A. It's a very scary time because many of them have accumulated a lot of their net worth in their homes, and now they're seeing their home values drop at the same time the stock market is dropping and fluctuating wildly. If you are close to retirement and you are watching what you thought was your nest egg suddenly disappear or at least become much less valuable, you might postpone your retirement. For people heading into retirement who still have a large mortgage, an adjustable-rate loan or an interest-only loan that they're going to need to refinance, it's an absolutely terrifying time [because] a lot of the easier credit we took for granted has now dried up.
Q. Are Americans' retirement funds such as 401(k)s in jeopardy as a result of the subprime mess and corresponding stock market volatility?
A. If people were projecting that they would make 10 percent a year on their investments, maybe they're looking at 5 percent now or even less. There are still safe havens out there—a lot of people are rediscovering Treasury bonds—but this game of chasing returns and believing that people would never default on their mortgages and that asset-backed securities were risk-free, those days are gone and the returns are going to come down.
Q. Why do you believe that the financial markets crisis on Wall Street will get worse?

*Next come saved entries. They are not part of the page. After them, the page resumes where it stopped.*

//! Transport error types.
//!
//! # Connection Errors
//!
//! Wire-level failures are carried by [`ConnectionError`] rather than by
//! bare enum variants so that the engine can pattern-match on a single
//! variant while still seeing the protocol-specific kind, the retryable
//! flag, and the service status code reported by the hub:
//!
//! - `retryable` decides whether a failed packet goes back to the waiting
//!   queue or straight to its callback
//! - `kind` identifies the unauthorized subkinds that are re-labelled
//!   retryable while the credential is still valid
//! - `status` is assigned to the packet when the failure is terminal

use thiserror::Error;

use crate::transport::status::IotHubStatusCode;

/// Protocol-specific classification of a wire-level failure.
#[derive(Debug, Clone, Copy, PartialEq, Eq)]
pub enum ConnectionErrorKind {
    /// The underlying connection dropped or was never reachable.
    ConnectionLost,
    /// Socket/TLS level I/O failure.
    Io,
    /// The peer violated the wire protocol.
    Protocol,
    /// Generic unauthorized response from the hub.
    Unauthorized,
    /// Unauthorized reported by the publish/subscribe protocol.
    PubSubUnauthorized,
    /// Unauthorized-access reported by the queue protocol.
    QueueUnauthorizedAccess,
    /// The hub answered with a non-success service status.
    Service,
}

impl std::fmt::Display for ConnectionErrorKind {
    fn fmt(&self, f: &mut std::fmt::Formatter<'_>) -> std::fmt::Result {
        let name = match self {
            ConnectionErrorKind::ConnectionLost => "connection lost",
            ConnectionErrorKind::Io => "io error",
            ConnectionErrorKind::Protocol => "protocol error",
            ConnectionErrorKind::Unauthorized => "unauthorized",
            ConnectionErrorKind::PubSubUnauthorized => "pub/sub unauthorized",
            ConnectionErrorKind::QueueUnauthorizedAccess => "queue unauthorized access",
            ConnectionErrorKind::Service => "service error",
        };
        write!(f, "{name}")
    }
}

/// A network, protocol, or I/O failure raised by a transport connection.
#[derive(Debug, Clone, Error)]
#[error("{kind}: {message}")]
pub struct ConnectionError {
    /// Protocol-specific failure classification.
    pub kind: ConnectionErrorKind,
    /// Human-readable detail from the adapter.
    pub message: String,
    /// Whether retrying the operation can reasonably succeed.
    pub retryable: bool,
    /// Service status reported by the hub, when one exists.
    pub status: Option<IotHubStatusCode>,
}

impl ConnectionError {
    /// Create a non-retryable connection error with no service status.
    pub fn new(kind: ConnectionErrorKind, message: impl Into<String>) -> Self {
        Self {
            kind,
            message: message.into(),
            retryable: false,
            status: None,
        }
    }

    /// Mark the error retryable.
    pub fn retryable(mut self) -> Self {
        self.retryable = true;
        self
    }

    /// Attach the service status reported by the hub.
    pub fn with_status(mut self, status: IotHubStatusCode) -> Self {
        self.status = Some(status);
        self
    }

    /// Build the error corresponding to a non-success service status
    /// returned synchronously by `send_message`.
    pub fn from_status(status: IotHubStatusCode) -> Self {
        Self {
            kind: ConnectionErrorKind::Service,
            message: format!("hub answered with status {status}"),
            retryable: status.is_retryable(),
            status: Some(status),
        }
    }

    fn is_unauthorized_kind(&self) -> bool {
        matches!(
            self.kind,
            ConnectionErrorKind::Unauthorized
                | ConnectionErrorKind::PubSubUnauthorized
                | ConnectionErrorKind::QueueUnauthorizedAccess
        )
    }
}

/// Errors surfaced by the transport engine.
///
/// Only `Connection` failures participate in the retry machinery; every
/// other variant is terminal for the operation that produced it.
#[derive(Debug, Clone, Error)]
pub enum TransportError {
    /// Network / protocol / I/O failure from the active connection.
    #[error(transparent)]
    Connection(#[from] ConnectionError),

    /// Credential rejected or expired.
    #[error("authentication error: {0}")]
    Authentication(String),

    /// Null-equivalent or semantically invalid required argument.
    #[error("invalid argument: {0}")]
    InvalidArgument(String),

    /// Operation attempted on a closed or disconnected engine.
    #[error("illegal state: {0}")]
    IllegalState(String),

    /// Per-packet or per-reconnect wall-clock budget exceeded.
    #[error("operation timed out: {0}")]
    OperationTimeout(String),

    /// Invalid or inconsistent configuration.
    #[error("configuration error: {0}")]
    Config(String),
}

impl TransportError {
    /// Whether the retry machinery may re-attempt after this error.
    pub fn is_retryable(&self) -> bool {
        match self {
            TransportError::Connection(e) => e.retryable,
            _ => false,
        }
    }

    /// True for wire-level failures.
    pub fn is_connection_error(&self) -> bool {
        matches!(self, TransportError::Connection(_))
    }

    /// True when the failure is one of the unauthorized subkinds that a
    /// broker may report transiently.
    pub fn is_unauthorized(&self) -> bool {
        match self {
            TransportError::Connection(e) => e.is_unauthorized_kind(),
            _ => false,
        }
    }

    /// Force the retryable flag. Only meaningful for connection errors;
    /// every other variant is unconditionally terminal.
    pub fn mark_retryable(&mut self) {
        if let TransportError::Connection(e) = self {
            e.retryable = true;
        }
    }

    /// Service status carried by the error, when one exists.
    pub fn service_status(&self) -> Option<IotHubStatusCode> {
        match self {
            TransportError::Connection(e) => e.status,
            _ => None,
        }
    }

    /// Wrap a non-connection error into a connection error so the send
    /// path has a single failure type to reason about.
    pub fn into_connection_error(self) -> ConnectionError {
        match self {
            TransportError::Connection(e) => e,
            other => ConnectionError::new(ConnectionErrorKind::Io, other.to_string()),
        }
    }
}

/// Convenience type alias for Results with TransportError.
pub type TransportResult<T> = Result<T, TransportError>;
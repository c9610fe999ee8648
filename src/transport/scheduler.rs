//! Deferred execution for retry delays.
//!
//! Each engine owns its own scheduler so teardown is clean: `close`
//! cancels every pending task and waits for them to finish before it
//! drains the callback queue, which is how deferred retries surface as
//! cancelled instead of silently disappearing. Nothing here is
//! process-global.

use std::time::Duration;

use parking_lot::Mutex;
use tokio_util::sync::CancellationToken;
use tokio_util::task::TaskTracker;

struct SchedulerInner {
    tracker: TaskTracker,
    token: CancellationToken,
}

impl SchedulerInner {
    fn new() -> Self {
        Self {
            tracker: TaskTracker::new(),
            token: CancellationToken::new(),
        }
    }
}

/// Per-engine deferred-task runner.
pub(crate) struct Scheduler {
    inner: Mutex<SchedulerInner>,
}

impl Scheduler {
    pub(crate) fn new() -> Self {
        Self {
            inner: Mutex::new(SchedulerInner::new()),
        }
    }

    /// Run `task` after `delay`. The argument tells the task whether the
    /// delay elapsed (`true`) or the scheduler was shut down first
    /// (`false`); either way the task runs exactly once.
    pub(crate) fn defer<F>(&self, delay: Duration, task: F)
    where
        F: FnOnce(bool) + Send + 'static,
    {
        let (tracker, token) = {
            let inner = self.inner.lock();
            (inner.tracker.clone(), inner.token.clone())
        };

        tracker.spawn(async move {
            tokio::select! {
                _ = tokio::time::sleep(delay) => task(true),
                _ = token.cancelled() => task(false),
            }
        });
    }

    /// Sleep for `delay`, returning `false` if the scheduler was shut
    /// down before the delay elapsed.
    pub(crate) async fn sleep(&self, delay: Duration) -> bool {
        let token = self.inner.lock().token.clone();
        tokio::select! {
            _ = tokio::time::sleep(delay) => true,
            _ = token.cancelled() => false,
        }
    }

    /// Cancel all pending tasks and wait for them to finish. The
    /// scheduler is immediately usable again afterwards.
    pub(crate) async fn shutdown(&self) {
        let old = {
            let mut inner = self.inner.lock();
            std::mem::replace(&mut *inner, SchedulerInner::new())
        };

        old.token.cancel();
        old.tracker.close();
        old.tracker.wait().await;
    }
}

impl Default for Scheduler {
    fn default() -> Self {
        Self::new()
    }
}
//! # IoT Hub Device Transport
//!
//! Device-side transport state machine and delivery engine: reliably
//! ships telemetry from a constrained device to the hub and delivers
//! cloud-to-device messages back to the application, behind a simple
//! producer/consumer API that hides the wire protocol in use.
//!
//! - **Reliable delivery**: bounded-batch sending, in-flight ack
//!   tracking, exactly-once user callbacks
//! - **Resilience**: failure classification, retry policies with
//!   exponential backoff and jitter, automatic reconnection
//! - **Observability**: structured logging and Prometheus-compatible
//!   metrics
//!
//! ## Architecture
//!
//! ```text
//! ┌─────────────────────────────────────────────────────────────┐
//! │                 Device / module client facade               │
//! ├─────────────────────────────────────────────────────────────┤
//! │  TransportEngine (queues, in-flight map, status machine)    │
//! ├─────────────────────────────────────────────────────────────┤
//! │  Pumps (send / receive / callback)   Scheduler (retries)    │
//! ├─────────────────────────────────────────────────────────────┤
//! │  TransportConnection trait  ◄──► TransportListener          │
//! ├─────────────────────────────────────────────────────────────┤
//! │  Protocol adapters (pub/sub, queue, request/response)       │
//! └─────────────────────────────────────────────────────────────┘
//! ```
//!
//! ## Quick Start
//!
//! ```rust,no_run
//! use std::sync::Arc;
//! use iothub_device_transport::{
//!     DeviceClientConfig, IotHubStatusCode, Message, TransportEngine,
//! };
//! # fn adapters() -> Box<dyn iothub_device_transport::ConnectionFactory> { unimplemented!() }
//!
//! #[tokio::main]
//! async fn main() -> Result<(), Box<dyn std::error::Error>> {
//!     let config = DeviceClientConfig::from_env()?;
//!     let engine = TransportEngine::new(config.clone(), adapters())?;
//!
//!     engine.open(vec![config]).await?;
//!     let pumps = engine.start_pumps();
//!
//!     engine.add_message(
//!         Message::new(&b"temperature: 21.5"[..]),
//!         Some(Arc::new(|status, _ctx| {
//!             assert_eq!(status, IotHubStatusCode::OkEmpty);
//!         })),
//!         None,
//!     )?;
//!
//!     // ... run until shutdown ...
//!     pumps.shutdown().await;
//!     Ok(())
//! }
//! ```
//!
//! The wire protocols themselves are out of scope: adapters implement
//! [`TransportConnection`] and are injected through a
//! [`ConnectionFactory`].

pub mod auth;
pub mod config;
pub mod error;
pub mod metrics;
pub mod models;
pub mod retry;
pub mod transport;
pub mod validation;

// Re-exports for convenience
pub use auth::{SasTokenProvider, StaticSasToken};
pub use config::{AuthType, DeviceClientConfig, TransportProtocol};
pub use error::{ConnectionError, ConnectionErrorKind, TransportError, TransportResult};
pub use models::{CallbackContext, Message, MessageDisposition, Packet, SendCallback};
pub use retry::{ExponentialBackoffWithJitter, NoRetry, RetryDecision, RetryPolicy};
pub use transport::connection::{ConnectionFactory, TransportConnection, TransportListener};
pub use transport::pumps::TransportPumps;
pub use transport::status::{
    ConnectionStateCallback, IotHubConnectionState, IotHubConnectionStatus,
    IotHubConnectionStatusChangeReason, IotHubStatusCode, MessageCallback, StatusChangeCallback,
};
pub use transport::{MAX_MESSAGES_PER_SEND_TICK, QueueSnapshot, TransportEngine};
#[tokio::test]
async fn inbound_ack_failure_requeues_the_message() {
    let rig = TestRig::connected().await;

    let calls = Arc::new(AtomicU32::new(0));
    let calls_clone = calls.clone();
    rig.engine.register_message_callback(
        Arc::new(move |_message: &Message, _ctx| {
            calls_clone.fetch_add(1, Ordering::SeqCst);
            MessageDisposition::Complete
        }),
        None,
    );

    rig.hub.ack_script.lock().unwrap().push_back(Err(
        ConnectionError::new(ConnectionErrorKind::ConnectionLost, "ack lost").retryable(),
    ));
    rig.hub
        .latest_listener()
        .on_message_received(Some(Message::new(b"cmd".to_vec())), None);

    // first tick: callback runs, ack fails, message is back on the queue
    let result = rig.engine.handle_message().await;
    assert!(result.is_err());
    assert_eq!(rig.engine.queue_snapshot().received, 1);
    assert!(rig.hub.acks.lock().unwrap().is_empty());

    // next tick retries the whole delivery and the ack goes through
    rig.engine.handle_message().await.unwrap();
    assert_eq!(rig.engine.queue_snapshot().received, 0);
    assert_eq!(rig.hub.acks.lock().unwrap().len(), 1);
    assert_eq!(calls.load(Ordering::SeqCst), 2);
}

A. I think the economy will get a lot worse, the problems Americans are seeing will get much worse, and the housing market will get much worse. There's very little credit to go around and that's what has changed so suddenly. We've seen foreclosures go up and defaults and delinquencies go up but we haven't seen the fallout yet from Americans unable to get a mortgage or refinance. If people can't refinance [their adjustable-rate mortgages] ... you're going to see a huge number go into foreclosure.
Q. You've said that credit cards are the next stage of this financial crisis. Why?
A. If you look at the numbers now, there's a huge spike in [mortgage] foreclosures, but credit card delinquencies are coming down a bit. People are leaving their homes but hanging onto their credit cards. It's the opposite of what people are supposed to do. It's fairly obvious that if you teach people to pay for their groceries, health care, prescription drugs and taxes with their credit cards, and teach them that having a credit card means security—that living on credit is a way of life—this has to change. You can't continue to borrow money to pay off old debt forever.
Q. What should the financial strategy be for boomers and older Americans?
A. To save [and] to own their home. A home can either be financial security or it can be an albatross. If you don't own your home and you have one of these [adjustable-rate or interest-only] mortgages that can reset, it's definitely an albatross. If you have a credit card balance you should pay it off. The terms and conditions of that card can change at any time and the cost can rise dramatically for any reason, so the key is saving and getting out of debt.